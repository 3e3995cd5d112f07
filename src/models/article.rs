use chrono::{DateTime, Duration, Utc};
use serde::{Deserialize, Serialize};
use url::Url;

/// One news article as served by the backend. Immutable value object:
/// a fetch replaces the whole collection, never patches entries in place.
///
/// `id` is unique within a language edition only, not across editions.
#[derive(Debug, Clone, PartialEq, Serialize, Deserialize)]
pub struct Article {
    pub id: i64,
    pub title: String,
    pub description: String,
    #[serde(rename = "imageURL", default)]
    pub image_url: Option<Url>,
    #[serde(rename = "fullURL", default)]
    pub full_url: Option<Url>,
    pub date: DateTime<Utc>,
    #[serde(rename = "categoryID")]
    pub category_id: i64,
    #[serde(rename = "categoryName")]
    pub category_name: String,
}

#[derive(Debug, Clone, PartialEq, Eq, Hash, Serialize, Deserialize)]
pub struct Category {
    pub id: i64,
    pub name: String,
}

/// Sort newest-first, the only display order the app uses.
pub fn sort_newest_first(articles: &mut [Article]) {
    articles.sort_by(|a, b| b.date.cmp(&a.date));
}

/// Articles published within the last `days` days (watch overview shows
/// the last week). Future-dated articles are excluded.
pub fn published_within_days(articles: &[Article], days: i64, now: DateTime<Utc>) -> Vec<Article> {
    let cutoff = now - Duration::days(days);
    articles
        .iter()
        .filter(|a| a.date >= cutoff && a.date <= now)
        .cloned()
        .collect()
}

#[cfg(test)]
mod tests {
    use super::*;
    use chrono::TimeZone;

    fn article(id: i64, date: DateTime<Utc>) -> Article {
        Article {
            id,
            title: format!("Article {id}"),
            description: "text".to_string(),
            image_url: None,
            full_url: None,
            date,
            category_id: 1,
            category_name: "General".to_string(),
        }
    }

    fn ts(s: &str) -> DateTime<Utc> {
        s.parse().unwrap()
    }

    // ==================== wire decoding ====================

    #[test]
    fn test_decode_wire_payload() {
        let json = r#"{
            "id": 7,
            "title": "Nieuw artikel",
            "description": "Korte samenvatting",
            "imageURL": "https://example.com/img.jpg",
            "fullURL": "https://example.com/artikel/7",
            "date": "2025-10-11T09:30:00Z",
            "categoryID": 3,
            "categoryName": "Hardware"
        }"#;

        let a: Article = serde_json::from_str(json).unwrap();
        assert_eq!(a.id, 7);
        assert_eq!(a.category_id, 3);
        assert_eq!(a.category_name, "Hardware");
        assert_eq!(
            a.image_url.as_ref().unwrap().as_str(),
            "https://example.com/img.jpg"
        );
        assert_eq!(a.date, Utc.with_ymd_and_hms(2025, 10, 11, 9, 30, 0).unwrap());
    }

    #[test]
    fn test_decode_missing_urls() {
        let json = r#"{
            "id": 1,
            "title": "t",
            "description": "d",
            "date": "2025-01-01T00:00:00Z",
            "categoryID": 2,
            "categoryName": "c"
        }"#;

        let a: Article = serde_json::from_str(json).unwrap();
        assert_eq!(a.image_url, None);
        assert_eq!(a.full_url, None);
    }

    #[test]
    fn test_decode_bad_date_fails() {
        let json = r#"{
            "id": 1,
            "title": "t",
            "description": "d",
            "date": "11 oktober 2025",
            "categoryID": 2,
            "categoryName": "c"
        }"#;

        assert!(serde_json::from_str::<Article>(json).is_err());
    }

    #[test]
    fn test_roundtrip_preserves_timestamp_precision() {
        let a = article(1, ts("2025-10-11T09:30:15.123Z"));
        let json = serde_json::to_string(&a).unwrap();
        let back: Article = serde_json::from_str(&json).unwrap();
        assert_eq!(back, a);
        assert_eq!(back.date, a.date);
    }

    // ==================== ordering and filtering ====================

    #[test]
    fn test_sort_newest_first() {
        let mut articles = vec![
            article(1, ts("2025-01-01T00:00:00Z")),
            article(2, ts("2025-03-01T00:00:00Z")),
            article(3, ts("2025-02-01T00:00:00Z")),
        ];
        sort_newest_first(&mut articles);
        let ids: Vec<i64> = articles.iter().map(|a| a.id).collect();
        assert_eq!(ids, vec![2, 3, 1]);
    }

    #[test]
    fn test_published_within_days() {
        let now = ts("2025-10-11T12:00:00Z");
        let articles = vec![
            article(1, ts("2025-10-10T12:00:00Z")), // yesterday
            article(2, ts("2025-10-01T12:00:00Z")), // too old
            article(3, ts("2025-10-04T12:00:00Z")), // exactly 7 days ago
            article(4, ts("2025-10-12T12:00:00Z")), // future-dated
        ];

        let recent = published_within_days(&articles, 7, now);
        let ids: Vec<i64> = recent.iter().map(|a| a.id).collect();
        assert_eq!(ids, vec![1, 3]);
    }
}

::::

What the task requires. Nothing but a number is wanted here: how many lines of the material contain the string "struct".

Written answer. 2